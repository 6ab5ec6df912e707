//! String storage backends for the preference store.
//!
//! `FileStorage` is the durable backend: one JSON object per origin, written
//! with a write-to-temp-then-rename pattern so an interrupted write never
//! leaves a truncated file behind. `MemoryStorage` is the process-lifetime
//! fallback used when the file cannot be opened.

use std::collections::BTreeMap;
use std::fs;
use std::path::{Path, PathBuf};

#[derive(Debug, thiserror::Error)]
pub enum StorageError {
    #[error("storage I/O failed: {0}")]
    Io(#[from] std::io::Error),

    #[error("storage file is not a JSON string map: {0}")]
    Json(#[from] serde_json::Error),

    #[error("quota exceeded: {needed} bytes needed, {quota} allowed")]
    QuotaExceeded { needed: usize, quota: usize },

    #[error("storage file {0} is read-only")]
    ReadOnly(PathBuf),
}

/// Minimal key/value string storage, mirroring what a browser's local storage offers.
pub trait StorageBackend {
    fn get_item(&self, key: &str) -> Result<Option<String>, StorageError>;
    fn set_item(&mut self, key: &str, value: &str) -> Result<(), StorageError>;
    fn remove_item(&mut self, key: &str) -> Result<(), StorageError>;
    fn keys(&self) -> Vec<String>;
    /// Whether writes survive a restart.
    fn is_durable(&self) -> bool;
}

#[derive(Debug, Default)]
pub struct MemoryStorage {
    items: BTreeMap<String, String>,
}

impl MemoryStorage {
    pub fn new() -> Self {
        Self::default()
    }
}

impl StorageBackend for MemoryStorage {
    fn get_item(&self, key: &str) -> Result<Option<String>, StorageError> {
        Ok(self.items.get(key).cloned())
    }

    fn set_item(&mut self, key: &str, value: &str) -> Result<(), StorageError> {
        self.items.insert(key.to_string(), value.to_string());
        Ok(())
    }

    fn remove_item(&mut self, key: &str) -> Result<(), StorageError> {
        self.items.remove(key);
        Ok(())
    }

    fn keys(&self) -> Vec<String> {
        self.items.keys().cloned().collect()
    }

    fn is_durable(&self) -> bool {
        false
    }
}

/// Durable storage backed by a single JSON file.
#[derive(Debug)]
pub struct FileStorage {
    path: PathBuf,
    items: BTreeMap<String, String>,
    quota_bytes: usize,
    read_only: bool,
}

impl FileStorage {
    /// Open (or create) the storage file at `path`.
    ///
    /// Fails if the parent directory cannot be created, the file cannot be
    /// read, or the existing contents are not a JSON string map. A failure
    /// here means the storage is unusable and the caller should fall back to
    /// memory.
    ///
    /// An existing file that cannot be written back is opened read-only: its
    /// values stay readable and every write fails with
    /// [`StorageError::ReadOnly`]. A new file that cannot be created is an
    /// error.
    pub fn open(path: impl Into<PathBuf>, quota_bytes: usize) -> Result<Self, StorageError> {
        let path = path.into();
        if let Some(parent) = path.parent() {
            if !parent.as_os_str().is_empty() {
                fs::create_dir_all(parent)?;
            }
        }

        let (items, existed) = match fs::read_to_string(&path) {
            Ok(contents) if contents.trim().is_empty() => (BTreeMap::new(), true),
            Ok(contents) => (serde_json::from_str(&contents)?, true),
            Err(e) if e.kind() == std::io::ErrorKind::NotFound => (BTreeMap::new(), false),
            Err(e) => return Err(e.into()),
        };

        let mut storage = Self {
            path,
            items,
            quota_bytes,
            read_only: false,
        };
        // Try a write up front so a read-only location is caught at startup
        match storage.flush() {
            Ok(()) => {}
            Err(StorageError::Io(e)) if existed => {
                tracing::warn!(
                    path = %storage.path.display(),
                    error = %e,
                    "preference file is not writable, opening read-only"
                );
                storage.read_only = true;
            }
            Err(e) => return Err(e),
        }
        Ok(storage)
    }

    pub fn path(&self) -> &Path {
        &self.path
    }

    pub fn is_read_only(&self) -> bool {
        self.read_only
    }

    fn ensure_writable(&self) -> Result<(), StorageError> {
        if self.read_only {
            return Err(StorageError::ReadOnly(self.path.clone()));
        }
        Ok(())
    }

    fn used_bytes(items: &BTreeMap<String, String>) -> usize {
        items.iter().map(|(k, v)| k.len() + v.len()).sum()
    }

    fn flush(&self) -> Result<(), StorageError> {
        let json = serde_json::to_string_pretty(&self.items)?;
        let temp_file = self.path.with_extension("json.tmp");
        fs::write(&temp_file, json)?;
        fs::rename(&temp_file, &self.path)?;
        Ok(())
    }
}

impl StorageBackend for FileStorage {
    fn get_item(&self, key: &str) -> Result<Option<String>, StorageError> {
        Ok(self.items.get(key).cloned())
    }

    fn set_item(&mut self, key: &str, value: &str) -> Result<(), StorageError> {
        self.ensure_writable()?;
        let current = self.items.get(key).map(|v| key.len() + v.len()).unwrap_or(0);
        let needed = Self::used_bytes(&self.items) - current + key.len() + value.len();
        if needed > self.quota_bytes {
            return Err(StorageError::QuotaExceeded {
                needed,
                quota: self.quota_bytes,
            });
        }

        let previous = self.items.insert(key.to_string(), value.to_string());
        if let Err(e) = self.flush() {
            // Keep memory in line with what is on disk
            match previous {
                Some(old) => self.items.insert(key.to_string(), old),
                None => self.items.remove(key),
            };
            return Err(e);
        }
        Ok(())
    }

    fn remove_item(&mut self, key: &str) -> Result<(), StorageError> {
        self.ensure_writable()?;
        let Some(previous) = self.items.remove(key) else {
            return Ok(());
        };
        if let Err(e) = self.flush() {
            self.items.insert(key.to_string(), previous);
            return Err(e);
        }
        Ok(())
    }

    fn keys(&self) -> Vec<String> {
        self.items.keys().cloned().collect()
    }

    fn is_durable(&self) -> bool {
        true
    }
}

*Task directions:* Give back, word for word, only the lines above from the line holding "self.items.remove(key);" to the line holding "created, the file cannot be", both included.

*Problem solution:*
        self.items.remove(key);
        Ok(())
    }

    fn keys(&self) -> Vec<String> {
        self.items.keys().cloned().collect()
    }

    fn is_durable(&self) -> bool {
        false
    }
}

/// Durable storage backed by a single JSON file.
#[derive(Debug)]
pub struct FileStorage {
    path: PathBuf,
    items: BTreeMap<String, String>,
    quota_bytes: usize,
    read_only: bool,
}

impl FileStorage {
    /// Open (or create) the storage file at `path`.
    ///
    /// Fails if the parent directory cannot be created, the file cannot be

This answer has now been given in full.